Geographic atrophy (GA) of the retinal pigment epithelium (RPE) is a devastating complication of age-related macular degeneration (AMD). GA may be classified as drusen-related (drusen-associated GA) or neovascularization-related (neovascular-associated GA). Drusen-related GA remains a large public health concern due to the burden of blindness it produces, but pathophysiology of the condition is obscure and there are no proven treatment options. Genotyping, cell biology, and clinical imaging point to upregulation of parainflammatory pathways, oxidative stress, and choroidal sclerosis as contributors, among other factors. Onset and monitoring of progression is accomplished through clinical imaging instrumentation such as optical coherence tomography, photography, and autofluorescence, which are the tools most helpful in determining end points for clinical trials at present. A number of treatment approaches with diverse targets are in development at this time, some of which are in human clinical trials. Neovascular-associated GA is a consequence of RPE loss after development of neovascular AMD. The neovascular process leads to a plethora of cellular stresses such as ischemia, inflammation, and dramatic changes in cell environment that further taxes RPE cells already dysfunctional from drusen-associated changes. GA may therefore develop secondary to the neovascular process de novo or preexisting drusen-associated GA may continue to worsen with the development of neovascular AMD. Neovascular-associated GA is a prominent cause of continued vision loss in patients with otherwise successfully treated neovascular AMD. Clearly, treatment with vascular endothelial growth factor (VEGF) inhibitors early in the course of the neovascular disease is of great clinical benefit. However, there is a rationale and some suggestive evidence that anti-VEGF agents themselves could be toxic to RPE and enhance neovascular-associated GA. The increasing prevalence of legal blindness from this condition due to the aging of the general population lends urgency to the search for a therapy to ameliorate GA.
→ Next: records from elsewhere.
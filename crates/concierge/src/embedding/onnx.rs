use hf_hub::api::tokio::Api;
use ndarray::Array2;
use ort::{
  session::{builder::GraphOptimizationLevel, Session, SessionOutputs},
  value::Tensor,
};
use std::path::PathBuf;
use std::sync::Mutex;
use tokenizers::{PaddingParams, Tokenizer, TruncationParams};
use tracing::{debug, info};

use crate::config::EncoderSettings;
use crate::embedding::{normalize, validate_text, EmbeddingEncoder};
use crate::error::{ConciergeError, Result};

const TOKENIZER_FILE: &str = "tokenizer.json";
const MODEL_FILE: &str = "onnx/model.onnx";

fn model_error(context: &str, err: impl std::fmt::Display) -> ConciergeError {
  ConciergeError::io_failure(format!("{context}: {err}"))
}

/// Sentence-transformer encoder running on ONNX Runtime.
///
/// Output is the attention-masked mean of the last hidden state, L2-normalized,
/// which is the published pooling pipeline for the MiniLM sentence models.
///
/// Batches are encoded one text at a time. Padding a text to a longer
/// neighbour changes the last bits of its pooled vector, and the index relies
/// on a record's stored vector being bit-identical to encoding its sentence.
pub struct OnnxEncoder {
  session: Mutex<Session>,
  tokenizer: Tokenizer,
  model_id: String,
  dimension: usize,
}

struct ModelFiles {
  tokenizer_file: PathBuf,
  model_path: PathBuf,
}

/// Token ids, attention mask and type ids flattened as [batch, length]
struct TokenBatch {
  ids: Vec<i64>,
  mask: Vec<i64>,
  type_ids: Vec<i64>,
  batch: usize,
  length: usize,
}

// Model initialization
#[cfg(not(tarpaulin_include))]
impl OnnxEncoder {
  /// Download (or reuse the hub cache of) the configured model and load it
  pub async fn load(settings: &EncoderSettings) -> Result<Self> {
    info!("Loading embedding model {}", settings.model);

    let files = Self::download_model(&settings.model).await?;
    let tokenizer = Self::load_tokenizer(&files.tokenizer_file, settings.max_length)?;
    let session = Self::load_session(&files.model_path)?;

    let mut encoder =
      Self { session: Mutex::new(session), tokenizer, model_id: settings.model.clone(), dimension: 0 };
    encoder.dimension = encoder.encode_text("booking dimension check")?.len();

    info!("Embedding model ready ({}-dimensional)", encoder.dimension);
    Ok(encoder)
  }

  async fn download_model(model: &str) -> Result<ModelFiles> {
    let api = Api::new().map_err(|e| model_error("HF API initialization failed", e))?;
    let repo = api.model(model.to_string());

    let tokenizer_file =
      repo.get(TOKENIZER_FILE).await.map_err(|e| model_error("Failed to download tokenizer", e))?;
    let model_path =
      repo.get(MODEL_FILE).await.map_err(|e| model_error("Failed to download ONNX model", e))?;

    Ok(ModelFiles { tokenizer_file, model_path })
  }

  fn load_tokenizer(path: &std::path::Path, max_length: usize) -> Result<Tokenizer> {
    let mut tokenizer =
      Tokenizer::from_file(path).map_err(|e| model_error("Failed to load tokenizer", e))?;

    tokenizer
      .with_truncation(Some(TruncationParams { max_length, ..Default::default() }))
      .map_err(|e| model_error("Failed to configure truncation", e))?;
    tokenizer.with_padding(Some(PaddingParams::default()));

    Ok(tokenizer)
  }

  fn load_session(model_path: &std::path::Path) -> Result<Session> {
    Session::builder()
      .and_then(|builder| builder.with_optimization_level(GraphOptimizationLevel::Level1))
      .and_then(|builder| builder.commit_from_file(model_path))
      .map_err(|e| model_error("Failed to load ONNX model", e))
  }
}

// Inference
impl OnnxEncoder {
  #[cfg(not(tarpaulin_include))]
  fn encode_text(&self, text: &str) -> Result<Vec<f32>> {
    let encoding =
      self.tokenizer.encode(text, true).map_err(|e| model_error("Failed to tokenize text", e))?;
    let tokens = batch_tokens(&[encoding]);

    let (batch, length) = (tokens.batch, tokens.length);
    let ids = to_tensor(tokens.ids, batch, length)?;
    let mask = to_tensor(tokens.mask.clone(), batch, length)?;
    let type_ids = to_tensor(tokens.type_ids, batch, length)?;

    // The session needs exclusive access for each run
    let mut session =
      self.session.lock().map_err(|_| ConciergeError::io_failure("embedding session poisoned"))?;
    let outputs = session
      .run(ort::inputs![
        "input_ids" => ids,
        "attention_mask" => mask,
        "token_type_ids" => type_ids
      ])
      .map_err(|e| model_error("Embedding inference failed", e))?;

    let (dims, data) = hidden_state(&outputs)?;
    debug!("Encoded text ({:?})", dims);
    mean_pool(&dims, data, &tokens.mask)?
      .pop()
      .ok_or_else(|| ConciergeError::io_failure("model returned no embedding"))
  }
}

#[cfg(not(tarpaulin_include))]
fn to_tensor(values: Vec<i64>, batch: usize, length: usize) -> Result<Tensor<i64>> {
  let array = Array2::from_shape_vec((batch, length), values)
    .map_err(|e| model_error("Invalid token batch shape", e))?;
  Tensor::from_array(array).map_err(|e| model_error("Failed to build input tensor", e))
}

#[cfg(not(tarpaulin_include))]
fn hidden_state<'a>(outputs: &'a SessionOutputs<'_>) -> Result<(Vec<i64>, &'a [f32])> {
  let output = outputs
    .get("last_hidden_state")
    .or_else(|| outputs.get("token_embeddings"))
    .ok_or_else(|| {
      ConciergeError::io_failure(format!(
        "No output tensor found - available outputs: {:?}",
        outputs.keys().collect::<Vec<_>>()
      ))
    })?;

  let (shape, data) =
    output.try_extract_tensor::<f32>().map_err(|e| model_error("Unexpected output tensor", e))?;
  let dims: &[i64] = shape.as_ref();
  Ok((dims.to_vec(), data))
}

fn batch_tokens(encodings: &[tokenizers::Encoding]) -> TokenBatch {
  let batch = encodings.len();
  let length = encodings.iter().map(|e| e.len()).max().unwrap_or(0);

  let mut tokens = TokenBatch {
    ids: Vec::with_capacity(batch * length),
    mask: Vec::with_capacity(batch * length),
    type_ids: Vec::with_capacity(batch * length),
    batch,
    length,
  };

  for encoding in encodings {
    let ids = encoding.get_ids();
    let mask = encoding.get_attention_mask();
    for i in 0..length {
      tokens.ids.push(ids.get(i).map_or(0, |&id| i64::from(id)));
      tokens.mask.push(mask.get(i).map_or(0, |&m| i64::from(m)));
      tokens.type_ids.push(0);
    }
  }

  tokens
}

/// Average the token states whose mask is set, then normalize each row
fn mean_pool(dims: &[i64], data: &[f32], mask: &[i64]) -> Result<Vec<Vec<f32>>> {
  let [batch, seq_len, hidden] = match dims {
    [b, s, h] => [*b as usize, *s as usize, *h as usize],
    _ => {
      return Err(ConciergeError::io_failure(format!(
        "expected a [batch, sequence, hidden] output, got {dims:?}"
      )))
    }
  };

  if data.len() != batch * seq_len * hidden || mask.len() != batch * seq_len {
    return Err(ConciergeError::io_failure("model output does not match the input batch"));
  }

  let pooled = (0..batch)
    .map(|b| {
      let mut sum = vec![0.0f32; hidden];
      let mut count = 0.0f32;
      for t in 0..seq_len {
        if mask[b * seq_len + t] == 0 {
          continue;
        }
        let start = (b * seq_len + t) * hidden;
        for (acc, value) in sum.iter_mut().zip(&data[start..start + hidden]) {
          *acc += value;
        }
        count += 1.0;
      }
      if count > 0.0 {
        sum.iter_mut().for_each(|v| *v /= count);
      }
      normalize(sum)
    })
    .collect();

  Ok(pooled)
}

impl EmbeddingEncoder for OnnxEncoder {
  fn model_id(&self) -> String {
    self.model_id.clone()
  }

  fn dimension(&self) -> usize {
    self.dimension
  }

  fn encode(&self, text: &str) -> Result<Vec<f32>> {
    validate_text(text)?;
    self.encode_text(text)
  }
}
Keywords: age-related macular degeneration; clinical trials; fundus autofluorescence; geographic atrophy; optical coherence tomography.

Figure 1

Right eye of patient with drusen-associated GA imaged by color photograph (A), fundus autofluorescence (B), infrared reflectance (C), and OCT (D). Notes: On color photography, sharp demarcation between regions of RPE loss and intact RPE is seen (blue arrows). Within the regions of GA, the large choroidal vessels are seen. (A) An area of relative foveal sparing, manifest as somewhat intact RPE, can be seen (yellow arrow). (B) Autofluorescence shows the peripheral margins of GA in high contrast from bright to black areas (blue arrows). The area of subfoveal RPE sparing is not well seen due to overlying retina luteal pigments blocking the blue excitation light (yellow arrow). Peripheral to the GA is an irregular mottled appearance of abnormal autofluorescence. (C) The infrared image also shows regions of GA with good contrast. (D) The OCT scan shows drusen in an area of intact RPE (yellow arrow), absence of the RPE in an area of GA (orange arrow), and a demarcation seen near the fovea where the intact RPE line ends at the margin of GA (blue arrow). The OCT B-scan corresponds to the horizontal green line of the infrared image (C). Abbreviations: GA, geographic atrophy; RPE, retinal pigment epithelium; OCT, optical coherence tomography.

Figure 2

The same eye as shown in Figure 1 after 1 year. Notes: The color image (A) shows slight increase in the margins and enlargement of the total area of GA. Autofluorescence imaging (B) also illustrates how the earlier GA regions have enlarged and begun to coalesce. The infrared image (C) likewise provides a good definition of the outer margins of the GA, whereas the area under the fovea is encroached upon by progressive atrophy. The OCT (D) shows that the margin of GA has advanced slightly toward the fovea compared to 1 year previously (blue arrow). Abbreviations: GA, geographic atrophy; OCT, optical coherence tomography.

Figure 3

An eye with neovascularization-associated RPE atrophy at the baseline (A) and 30 months after anti-VEGF treatment (B). Notes: With resolution of subretinal fluid, fibrin, and thin fibrovascular material at the baseline, the eye has developed marked RPE loss in the central macula. Abbreviations: RPE, retinal pigment epithelium; VEGF, vascular endothelial growth factor.